Activity: For each line of the listing that contains "BufferSizeMismatch", make a copy and return it.

= = = = =

//! Payload reassembly: transcriptions → base64 stream → document bytes.
//!
//! Pages are transcribed independently and concatenated in page order. The
//! resulting stream usually carries junk at both ends — cover-page noise
//! before the payload and trailer noise after it — so callers supply the
//! known first and last base64 lines of the document as markers. The stream
//! is trimmed to `[start, end]`, then `==` padding is re-appended: padding
//! characters only ever occur at the very end of a document, so they never
//! appear in classifier training data and must be restored by hand.
//!
//! Decoding is forgiving about padding for the same reason — a recovered
//! stream's length rarely lands on a 4-character boundary until the manual
//! `==` is accounted for.

use crate::error::SegmentError;
use base64::engine::{DecodePaddingMode, GeneralPurpose, GeneralPurposeConfig};
use base64::{alphabet, Engine as _};
use tracing::debug;

/// Standard-alphabet engine that accepts both padded and unpadded input.
const FORGIVING: GeneralPurpose = GeneralPurpose::new(
    &alphabet::STANDARD,
    GeneralPurposeConfig::new().with_decode_padding_mode(DecodePaddingMode::Indifferent),
);

/// Known first and last base64 lines of the payload, used to trim
/// transcription noise.
#[derive(Debug, Clone)]
pub struct PayloadMarkers {
    pub start: String,
    pub end: String,
}

/// Trim a concatenated transcription to the payload between the markers and
/// restore the trailing `==` padding.
pub fn trim_to_markers(text: &str, markers: &PayloadMarkers) -> Result<String, SegmentError> {
    let start = text
        .find(&markers.start)
        .ok_or_else(|| SegmentError::MarkerNotFound {
            which: "start",
            marker: markers.start.clone(),
        })?;
    let end = text[start..]
        .find(&markers.end)
        .map(|i| start + i)
        .ok_or_else(|| SegmentError::MarkerNotFound {
            which: "end",
            marker: markers.end.clone(),
        })?;

    debug!(start, end, total = text.len(), "payload trimmed to markers");
    Ok(format!("{}{}==", &text[start..end], markers.end))
}

/// Decode a recovered base64 stream into the payload bytes.
pub fn decode_payload(text: &str) -> Result<Vec<u8>, SegmentError> {
    Ok(FORGIVING.decode(text.trim_end_matches('='))?)
}
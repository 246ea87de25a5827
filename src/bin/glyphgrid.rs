//! CLI binary for glyphgrid.
//!
//! A thin shim over the library crate that decodes page images, maps CLI
//! flags to `SegmentConfig`, and reports per-page calibration results.

use anyhow::{bail, Context, Result};
use clap::Parser;
use glyphgrid::{segment_page, Layout, Overlay, PixelBuffer, SegmentConfig};
use image::{GrayImage, Rgba, RgbaImage};
use indicatif::{ProgressBar, ProgressStyle};
use serde::Serialize;
use std::io;
use std::path::{Path, PathBuf};
use std::time::Instant;
use tracing_subscriber::EnvFilter;

// ── ANSI colour helpers (no extra deps) ──────────────────────────────────────

fn green(s: &str) -> String {
    format!("\x1b[32m{s}\x1b[0m")
}
fn red(s: &str) -> String {
    format!("\x1b[31m{s}\x1b[0m")
}
fn dim(s: &str) -> String {
    format!("\x1b[2m{s}\x1b[0m")
}
fn bold(s: &str) -> String {
    format!("\x1b[1m{s}\x1b[0m")
}

const AFTER_HELP: &str = r#"EXAMPLES:
  # Calibrate one page and print its layout
  glyphgrid page-002.png

  # Whole document (directory of decoded page PNGs), machine-readable
  glyphgrid --json files/doc/png/ > layout.json

  # Export every glyph cell as a grayscale PNG (training data)
  glyphgrid --dump-glyphs cells/ files/doc/png/

  # Write debug overlays with every detected boundary drawn in red
  glyphgrid --overlay debug/ page-002.png

  # Looser thresholds for a noisy scan
  glyphgrid --caret-cutoff 250 --left-cutoff 220 --right-cutoff 230 page.png

CUTOFFS:
  A pixel counts as ink when any of R, G, B falls below the cutoff. Caret
  marks are near-black (default cutoff 254); glyph ink is anti-aliased and
  lighter, so the payload block's left/right edges use looser cutoffs
  (230 / 240). The asymmetry is intentional — it was tuned on real pages.

SCOPE:
  Inputs must already be decoded page images (PNG). Extracting images from
  a PDF and classifying the exported glyphs are separate tools.
"#;

/// Calibrate page images and slice their base64 glyph grids.
#[derive(Parser, Debug)]
#[command(
    name = "glyphgrid",
    version,
    about = "Locate and slice base64 glyph grids hidden in rendered page images",
    long_about = "Self-calibrating segmentation for payloads smuggled into page images as a \
76-column base64 text grid. Detects the per-row caret anchors, derives line spacing and \
column width from pixels alone, and slices every glyph cell for an external classifier.",
    arg_required_else_help = true,
    after_long_help = AFTER_HELP
)]
struct Cli {
    /// Page image files (PNG) or directories containing them.
    inputs: Vec<PathBuf>,

    /// Write each glyph cell as a grayscale PNG into this directory.
    #[arg(long, value_name = "DIR")]
    dump_glyphs: Option<PathBuf>,

    /// Write a copy of each page with detected boundaries drawn, into this directory.
    #[arg(long, value_name = "DIR")]
    overlay: Option<PathBuf>,

    /// Output per-page reports as JSON instead of text.
    #[arg(long)]
    json: bool,

    /// Near-white cutoff for caret scans.
    #[arg(long, env = "GLYPHGRID_CARET_CUTOFF", default_value_t = 254)]
    caret_cutoff: u8,

    /// Cutoff for the payload block's left edge.
    #[arg(long, env = "GLYPHGRID_LEFT_CUTOFF", default_value_t = 230)]
    left_cutoff: u8,

    /// Cutoff for the payload block's right edge.
    #[arg(long, env = "GLYPHGRID_RIGHT_CUTOFF", default_value_t = 240)]
    right_cutoff: u8,

    /// Reference page height the pixel-space constants were measured at.
    #[arg(long, default_value_t = 3375.0)]
    reference_height: f64,

    /// Maximum caret rows to walk per page.
    #[arg(long, default_value_t = 65)]
    max_rows: usize,

    /// Right shift applied to the red channel for glyph intensities.
    #[arg(long, env = "GLYPHGRID_SHIFT", default_value_t = 0)]
    intensity_shift: u8,

    /// Disable the progress bar.
    #[arg(long)]
    no_progress: bool,

    /// Enable DEBUG-level tracing logs.
    #[arg(short, long)]
    verbose: bool,

    /// Suppress all output except errors.
    #[arg(short, long)]
    quiet: bool,
}

// ── Debug overlay sink ───────────────────────────────────────────────────────

/// Draws every reported boundary segment in red on a copy of the page.
struct OverlayImage {
    img: RgbaImage,
}

impl OverlayImage {
    const INK: Rgba<u8> = Rgba([255, 0, 0, 255]);

    fn new(page: &RgbaImage) -> Self {
        Self { img: page.clone() }
    }

    fn put(&mut self, x: i32, y: i32) {
        if x >= 0 && y >= 0 && (x as u32) < self.img.width() && (y as u32) < self.img.height() {
            self.img.put_pixel(x as u32, y as u32, Self::INK);
        }
    }
}

impl Overlay for OverlayImage {
    fn draw_line(&mut self, x1: i32, y1: i32, x2: i32, y2: i32) {
        // All engine segments are axis-aligned; step the longer delta anyway
        // so a non-aligned segment still renders.
        let (dx, dy) = (x2 - x1, y2 - y1);
        let steps = dx.abs().max(dy.abs());
        if steps == 0 {
            self.put(x1, y1);
            return;
        }
        for i in 0..=steps {
            let x = x1 + (dx as f64 * i as f64 / steps as f64).round() as i32;
            let y = y1 + (dy as f64 * i as f64 / steps as f64).round() as i32;
            self.put(x, y);
        }
    }
}

// ── Per-page report ──────────────────────────────────────────────────────────

#[derive(Debug, Serialize)]
struct PageReport {
    path: PathBuf,
    width: u32,
    height: u32,
    carets: usize,
    glyphs: usize,
    layout: Layout,
}

fn main() -> Result<()> {
    let cli = Cli::parse();

    // ── Logging setup ────────────────────────────────────────────────────
    let filter = if cli.quiet {
        "error"
    } else if cli.verbose {
        "debug"
    } else {
        "warn"
    };
    tracing_subscriber::fmt()
        .with_env_filter(EnvFilter::try_from_default_env().unwrap_or_else(|_| EnvFilter::new(filter)))
        .with_writer(io::stderr)
        .init();

    // ── Build config ─────────────────────────────────────────────────────
    let config = SegmentConfig::builder()
        .caret_cutoff(cli.caret_cutoff)
        .left_cutoff(cli.left_cutoff)
        .right_cutoff(cli.right_cutoff)
        .reference_page_height(cli.reference_height)
        .max_rows(cli.max_rows)
        .intensity_shift(cli.intensity_shift)
        .build()
        .context("Invalid configuration")?;

    // ── Collect page images ──────────────────────────────────────────────
    let pages = collect_pages(&cli.inputs)?;
    if pages.is_empty() {
        bail!("No PNG page images found in the given inputs");
    }

    if let Some(ref dir) = cli.dump_glyphs {
        std::fs::create_dir_all(dir)
            .with_context(|| format!("Failed to create {}", dir.display()))?;
    }
    if let Some(ref dir) = cli.overlay {
        std::fs::create_dir_all(dir)
            .with_context(|| format!("Failed to create {}", dir.display()))?;
    }

    let show_progress = !cli.quiet && !cli.no_progress && !cli.json && pages.len() > 1;
    let bar = if show_progress {
        let b = ProgressBar::new(pages.len() as u64);
        b.set_style(
            ProgressStyle::with_template(
                "{spinner:.cyan} {prefix:.bold}  [{bar:42.green/238}] {pos:>3}/{len} pages  {msg}",
            )
            .unwrap_or_else(|_| ProgressStyle::default_bar())
            .progress_chars("█▉▊▋▌▍▎▏  "),
        );
        b.set_prefix("Segmenting");
        Some(b)
    } else {
        None
    };

    // ── Process pages ────────────────────────────────────────────────────
    let start = Instant::now();
    let mut reports: Vec<PageReport> = Vec::with_capacity(pages.len());
    let mut failures = 0usize;

    for (page_idx, path) in pages.iter().enumerate() {
        if let Some(ref b) = bar {
            b.set_message(path.file_name().unwrap_or_default().to_string_lossy().to_string());
        }

        match process_page(path, page_idx, &config, &cli) {
            Ok(report) => {
                if let Some(ref b) = bar {
                    b.println(format!(
                        "  {} {}  {} carets, {} glyphs",
                        green("✓"),
                        path.display(),
                        report.carets,
                        report.glyphs,
                    ));
                }
                reports.push(report);
            }
            Err(e) => {
                failures += 1;
                let line = format!("  {} {}  {e:#}", red("✗"), path.display());
                match bar {
                    Some(ref b) => b.println(line),
                    None => eprintln!("{line}"),
                }
            }
        }
        if let Some(ref b) = bar {
            b.inc(1);
        }
    }
    if let Some(b) = bar {
        b.finish_and_clear();
    }

    // ── Report ───────────────────────────────────────────────────────────
    if cli.json {
        println!(
            "{}",
            serde_json::to_string_pretty(&reports).context("Failed to serialise reports")?
        );
    } else if !cli.quiet {
        for r in &reports {
            println!(
                "{}  {}x{}  {} carets  {} glyphs  line {:.2}px  col {:.2}px  block [{}, {}]",
                bold(&r.path.display().to_string()),
                r.width,
                r.height,
                r.carets,
                r.glyphs,
                r.layout.line_height,
                r.layout.column_width,
                r.layout.base64_left,
                r.layout.base64_right,
            );
        }
        eprintln!(
            "{} {}/{} pages segmented in {}ms",
            if failures == 0 { green("✔") } else { red("✘") },
            bold(&reports.len().to_string()),
            pages.len(),
            start.elapsed().as_millis(),
        );
    }

    if reports.is_empty() {
        bail!("All {} pages failed segmentation", pages.len());
    }
    Ok(())
}

/// Segment one page: decode, calibrate, slice, and honour dump/overlay flags.
fn process_page(
    path: &Path,
    page_idx: usize,
    config: &SegmentConfig,
    cli: &Cli,
) -> Result<PageReport> {
    let page = image::open(path)
        .with_context(|| format!("Failed to decode {}", path.display()))?
        .to_rgba8();
    let buffer = PixelBuffer::from_rgba_image(&page);

    let mut sink = cli.overlay.as_ref().map(|_| OverlayImage::new(&page));
    let overlay = sink.as_mut().map(|s| s as &mut dyn Overlay);

    let segmentation = segment_page(buffer, config, overlay)
        .with_context(|| format!("Calibration failed for {}", path.display()))?;
    let carets = segmentation.carets.len();
    let layout = segmentation.layout.clone();

    let mut glyph_count = 0usize;
    for glyph in segmentation.glyphs() {
        let glyph = glyph.with_context(|| format!("Slicing failed for {}", path.display()))?;
        if let Some(ref dir) = cli.dump_glyphs {
            let img = GrayImage::from_raw(glyph.width, glyph.height, glyph.intensity.clone())
                .context("Glyph bitmap size mismatch")?;
            let name = format!("page-{page_idx:03}-r{:02}-c{:02}.png", glyph.row, glyph.col);
            img.save(dir.join(&name))
                .with_context(|| format!("Failed to write glyph {name}"))?;
        }
        glyph_count += 1;
    }

    if let (Some(dir), Some(sink)) = (cli.overlay.as_ref(), sink) {
        let name = path
            .file_stem()
            .unwrap_or_default()
            .to_string_lossy()
            .to_string();
        let out = dir.join(format!("{name}-overlay.png"));
        sink.img
            .save(&out)
            .with_context(|| format!("Failed to write overlay {}", out.display()))?;
    }

    Ok(PageReport {
        path: path.to_path_buf(),
        width: page.width(),
        height: page.height(),
        carets,
        glyphs: glyph_count,
        layout,
    })
}

/// Expand files and directories into a sorted list of PNG page paths.
fn collect_pages(inputs: &[PathBuf]) -> Result<Vec<PathBuf>> {
    let mut pages = Vec::new();
    for input in inputs {
        if input.is_dir() {
            let mut entries: Vec<PathBuf> = std::fs::read_dir(input)
                .with_context(|| format!("Failed to read directory {}", input.display()))?
                .filter_map(|e| e.ok().map(|e| e.path()))
                .filter(|p| {
                    p.extension()
                        .is_some_and(|ext| ext.eq_ignore_ascii_case("png"))
                })
                .collect();
            // Page order is encoded in the file names.
            entries.sort();
            pages.extend(entries);
        } else if input.exists() {
            pages.push(input.clone());
        } else {
            bail!("Input not found: {}", input.display());
        }
    }
    Ok(pages)
}
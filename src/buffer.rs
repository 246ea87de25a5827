//! Read-only view over one decoded page.
//!
//! The engine never owns or mutates pixels: a [`PixelBuffer`] borrows the
//! caller's RGBA bytes for the duration of one page's segmentation. This
//! replaces the original tool's implicit "current canvas" global — every
//! stage receives the buffer as an explicit parameter.
//!
//! Layout is row-major, four 8-bit channels per pixel (R, G, B, A). Only the
//! first three channels participate in blank/ink classification and only the
//! red channel feeds glyph intensities; alpha is carried but ignored.

use crate::error::SegmentError;

/// Borrowed, read-only, row-major RGBA pixel grid for exactly one page.
#[derive(Debug, Clone, Copy)]
pub struct PixelBuffer<'a> {
    width: u32,
    height: u32,
    data: &'a [u8],
}

impl<'a> PixelBuffer<'a> {
    /// Wrap a raw RGBA byte slice, validating its length.
    pub fn new(width: u32, height: u32, data: &'a [u8]) -> Result<Self, SegmentError> {
        let expected = width as usize * height as usize * 4;
        if data.len() != expected {
            return Err(SegmentError::BufferSizeMismatch {
                width,
                height,
                expected,
                actual: data.len(),
            });
        }
        Ok(Self {
            width,
            height,
            data,
        })
    }

    /// Borrow a decoded [`image::RgbaImage`] as a pixel buffer.
    ///
    /// `RgbaImage` guarantees a packed row-major RGBA layout, so this never
    /// fails.
    pub fn from_rgba_image(img: &'a image::RgbaImage) -> Self {
        Self {
            width: img.width(),
            height: img.height(),
            data: img.as_raw(),
        }
    }

    pub fn width(&self) -> u32 {
        self.width
    }

    pub fn height(&self) -> u32 {
        self.height
    }

    /// Raw RGBA bytes, row-major.
    pub fn data(&self) -> &'a [u8] {
        self.data
    }

    /// R, G, B channels at `(x, y)`, or `None` outside the buffer.
    ///
    /// Signed coordinates so scan arithmetic can probe one step past an edge
    /// without wrapping; out-of-range probes classify as blank at the call
    /// sites.
    pub fn rgb(&self, x: i32, y: i32) -> Option<(u8, u8, u8)> {
        if x < 0 || y < 0 || x >= self.width as i32 || y >= self.height as i32 {
            return None;
        }
        let idx = (y as usize * self.width as usize + x as usize) * 4;
        Some((self.data[idx], self.data[idx + 1], self.data[idx + 2]))
    }

    /// Copy a `w × h` RGBA rectangle starting at `(x, y)` with one memcpy
    /// per row.
    ///
    /// Callers must have bounds-checked the rectangle; the slicer reports
    /// [`SegmentError::OutOfBounds`] before ever calling this.
    pub fn copy_rect(&self, x: u32, y: u32, w: u32, h: u32) -> Vec<u8> {
        assert!(
            x + w <= self.width && y + h <= self.height,
            "rect {}x{} at ({}, {}) outside {}x{} buffer",
            w,
            h,
            x,
            y,
            self.width,
            self.height
        );
        let row_bytes = w as usize * 4;
        let mut out = Vec::with_capacity(row_bytes * h as usize);
        for row in 0..h as usize {
            let start = ((y as usize + row) * self.width as usize + x as usize) * 4;
            out.extend_from_slice(&self.data[start..start + row_bytes]);
        }
        out
    }
}
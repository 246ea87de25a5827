//! Error types for the glyphgrid library.
//!
//! The taxonomy mirrors the two ways a page can defeat the engine:
//!
//! * **Calibration failures** — the page content never yielded usable
//!   geometry (no ink column, too few carets, degenerate line height or
//!   column width). These are fatal for the page: the engine refuses to
//!   produce NaN or garbage geometry and surfaces a typed error instead.
//!
//! * **[`SegmentError::OutOfBounds`]** — calibration produced a layout, but a
//!   computed glyph cell would read outside the pixel buffer. This indicates
//!   calibration drift and is reported rather than silently clamped, since a
//!   clamped cell would feed a mis-cropped bitmap to the classifier.
//!
//! The engine is deterministic, so nothing here is retried internally.
//! Callers that suspect a bad scale estimate can re-run with a different
//! [`crate::SegmentConfig`]; that policy lives outside the engine.

use thiserror::Error;

/// All errors returned by the glyphgrid library.
#[derive(Debug, Error)]
pub enum SegmentError {
    // ── Calibration failures ──────────────────────────────────────────────
    /// No column of the page contains any ink under the caret cutoff.
    #[error(
        "No caret column found: no pixel column of the {width}x{height} page \
         contains ink below cutoff {cutoff}.\n\
         The page is blank or the payload block is missing."
    )]
    NoCaretColumn { width: u32, height: u32, cutoff: u8 },

    /// Fewer than 2 carets survived the header filter.
    #[error(
        "Only {found} caret(s) located (need at least 2 to derive line spacing).\n\
         Either the page holds no payload rows or the header filter removed \
         genuine carets — check the caret cutoff and reference page height."
    )]
    TooFewCarets { found: usize },

    /// Mean caret spacing came out non-positive.
    #[error(
        "Derived line height {value} is not positive.\n\
         Caret detection matched overlapping or duplicate rows."
    )]
    NonPositiveLineHeight { value: f64 },

    /// The payload block's horizontal bounds collapsed.
    #[error(
        "Derived column width {value} is not positive (block left {left}, right {right}).\n\
         The payload block edges were not found; the left/right edge cutoffs \
         may not match this rendering."
    )]
    NonPositiveColumnWidth { value: f64, left: i32, right: i32 },

    /// The payload block's vertical bounds collapsed.
    #[error("Payload block vertical bounds are degenerate (top {top}, bottom {bottom}).")]
    DegenerateBlockBounds { top: i32, bottom: i32 },

    /// Glyph cell height came out non-positive.
    #[error(
        "Derived glyph cell height {value} is not positive \
         (line height {line_height}, padding {padding}).\n\
         The line padding reference is too large for this page scale."
    )]
    NonPositiveCellHeight {
        value: i32,
        line_height: f64,
        padding: f64,
    },

    // ── Slicing errors ────────────────────────────────────────────────────
    /// A computed glyph cell would read outside the pixel buffer.
    ///
    /// Never clamped: an out-of-range cell means calibration drifted and
    /// every later cell in the row would be mis-cropped.
    #[error(
        "Glyph cell at row {row}, col {col} ({x},{y} {cell_width}x{cell_height}) \
         exceeds the {width}x{height} page buffer"
    )]
    OutOfBounds {
        row: usize,
        col: usize,
        x: i32,
        y: i32,
        cell_width: u32,
        cell_height: u32,
        width: u32,
        height: u32,
    },

    // ── Buffer errors ─────────────────────────────────────────────────────
    /// The supplied byte slice does not match width × height × 4.
    #[error("RGBA buffer size mismatch: {width}x{height} needs {expected} bytes, got {actual}")]
    BufferSizeMismatch {
        width: u32,
        height: u32,
        expected: usize,
        actual: usize,
    },

    // ── Payload assembly errors ───────────────────────────────────────────
    /// A configured start/end marker line was not found in the transcription.
    #[error(
        "Payload marker not found in transcription: '{marker}'\n\
         The classifier output does not contain the expected {which} line; \
         the markers belong to a different document or classification failed."
    )]
    MarkerNotFound { which: &'static str, marker: String },

    /// The assembled text is not valid base64.
    #[error("Recovered payload is not valid base64: {0}")]
    PayloadDecode(#[from] base64::DecodeError),

    // ── Config errors ─────────────────────────────────────────────────────
    /// Builder validation failed.
    #[error("Invalid configuration: {0}")]
    InvalidConfig(String),
}
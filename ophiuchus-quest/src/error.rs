//! Error types for ophiuchus-quest
//!
//! Maps the shared error taxonomy onto HTTP responses with
//! machine-readable error codes.

use axum::{
    http::StatusCode,
    response::{IntoResponse, Response},
    Json,
};
use serde_json::json;
use thiserror::Error;

/// API error type
#[derive(Debug, Error)]
pub enum ApiError {
    /// Missing or invalid identity credential (401)
    #[error("Unauthorized: {0}")]
    Unauthorized(String),

    /// Valid identity, not the resource owner (403)
    #[error("Forbidden: {0}")]
    Forbidden(String),

    /// Resource not found (404)
    #[error("Resource not found: {0}")]
    NotFound(String),

    /// Invalid request (400)
    #[error("Invalid request: {0}")]
    BadRequest(String),

    /// Conflict (409) - e.g., session already completed
    #[error("Conflict: {0}")]
    Conflict(String),

    /// Internal server error (500)
    #[error("Internal server error: {0}")]
    Internal(String),

    /// Generic error
    #[error(transparent)]
    Other(#[from] anyhow::Error),
}

impl From<ophiuchus_common::Error> for ApiError {
    fn from(err: ophiuchus_common::Error) -> Self {
        use ophiuchus_common::Error;
        match err {
            Error::NotFound(msg) => ApiError::NotFound(msg),
            Error::Unauthorized(msg) => ApiError::Unauthorized(msg),
            Error::Forbidden(msg) => ApiError::Forbidden(msg),
            Error::InvalidInput(msg) => ApiError::BadRequest(msg),
            Error::Conflict(msg) => ApiError::Conflict(msg),
            Error::Generation(msg) => ApiError::Internal(format!("Generation failed: {}", msg)),
            Error::Oracle(msg) => ApiError::Internal(format!("Track oracle failed: {}", msg)),
            Error::Database(e) => ApiError::Internal(format!("Database error: {}", e)),
            Error::Io(e) => ApiError::Internal(format!("IO error: {}", e)),
            Error::Config(msg) => ApiError::Internal(format!("Configuration error: {}", msg)),
            Error::Internal(msg) => ApiError::Internal(msg),
        }
    }
}

impl IntoResponse for ApiError {
    fn into_response(self) -> Response {
        let (status, error_code, message) = match self {
            ApiError::Unauthorized(msg) => (StatusCode::UNAUTHORIZED, "UNAUTHORIZED", msg),
            ApiError::Forbidden(msg) => (StatusCode::FORBIDDEN, "FORBIDDEN", msg),
            ApiError::NotFound(msg) => (StatusCode::NOT_FOUND, "NOT_FOUND", msg),
            ApiError::BadRequest(msg) => (StatusCode::BAD_REQUEST, "BAD_REQUEST", msg),
            ApiError::Conflict(msg) => (StatusCode::CONFLICT, "CONFLICT", msg),
            ApiError::Internal(msg) => (StatusCode::INTERNAL_SERVER_ERROR, "INTERNAL_ERROR", msg),
            ApiError::Other(ref err) => (
                StatusCode::INTERNAL_SERVER_ERROR,
                "INTERNAL_ERROR",
                err.to_string(),
            ),
        };

        let body = Json(json!({
            "error": {
                "code": error_code,
                "message": message,
            }
        }));

        (status, body).into_response()
    }
}

/// Result type for API handlers
pub type ApiResult<T> = Result<T, ApiError>;
//! Database access shared across Ophiuchus crates

pub mod init;

pub use init::{create_tables, init_database};
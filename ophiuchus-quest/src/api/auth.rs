//! Bearer-token authentication middleware
//!
//! Tokens come from the external identity provider; the middleware
//! validates the presented token against the store, rejects missing,
//! unknown, or expired credentials with 401, and injects the resolved
//! identity as an `AuthUser` extension for downstream handlers.

use axum::{
    extract::{Request, State},
    http::header::AUTHORIZATION,
    middleware::Next,
    response::Response,
};
use chrono::Utc;
use tracing::warn;

use crate::db::tokens;
use crate::{ApiError, AppState};

/// Authenticated identity injected into protected handlers
#[derive(Debug, Clone)]
pub struct AuthUser {
    pub user_id: String,
    pub username: String,
    pub spotify_user_id: String,
    /// Bearer credential for the track oracle
    pub oracle_bearer: String,
}

/// Authentication middleware for protected routes
pub async fn auth_middleware(
    State(state): State<AppState>,
    mut request: Request,
    next: Next,
) -> Result<Response, ApiError> {
    let header = request
        .headers()
        .get(AUTHORIZATION)
        .and_then(|v| v.to_str().ok())
        .ok_or_else(|| ApiError::Unauthorized("Missing Authorization header".to_string()))?;

    let token = header
        .strip_prefix("Bearer ")
        .ok_or_else(|| ApiError::Unauthorized("Expected Bearer token".to_string()))?;

    let stored = tokens::lookup_token(&state.db, token)
        .await
        .map_err(ApiError::from)?
        .ok_or_else(|| ApiError::Unauthorized("Unknown token".to_string()))?;

    if stored.is_expired(Utc::now()) {
        warn!(user_id = %stored.user_id, "Rejected expired token");
        return Err(ApiError::Unauthorized("Token expired".to_string()));
    }

    request.extensions_mut().insert(AuthUser {
        user_id: stored.user_id,
        username: stored.username,
        spotify_user_id: stored.spotify_user_id,
        oracle_bearer: stored.oracle_bearer,
    });

    Ok(next.run(request).await)
}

= = = = =

Exercise response:
            return Err(SegmentError::BufferSizeMismatch {
    BufferSizeMismatch {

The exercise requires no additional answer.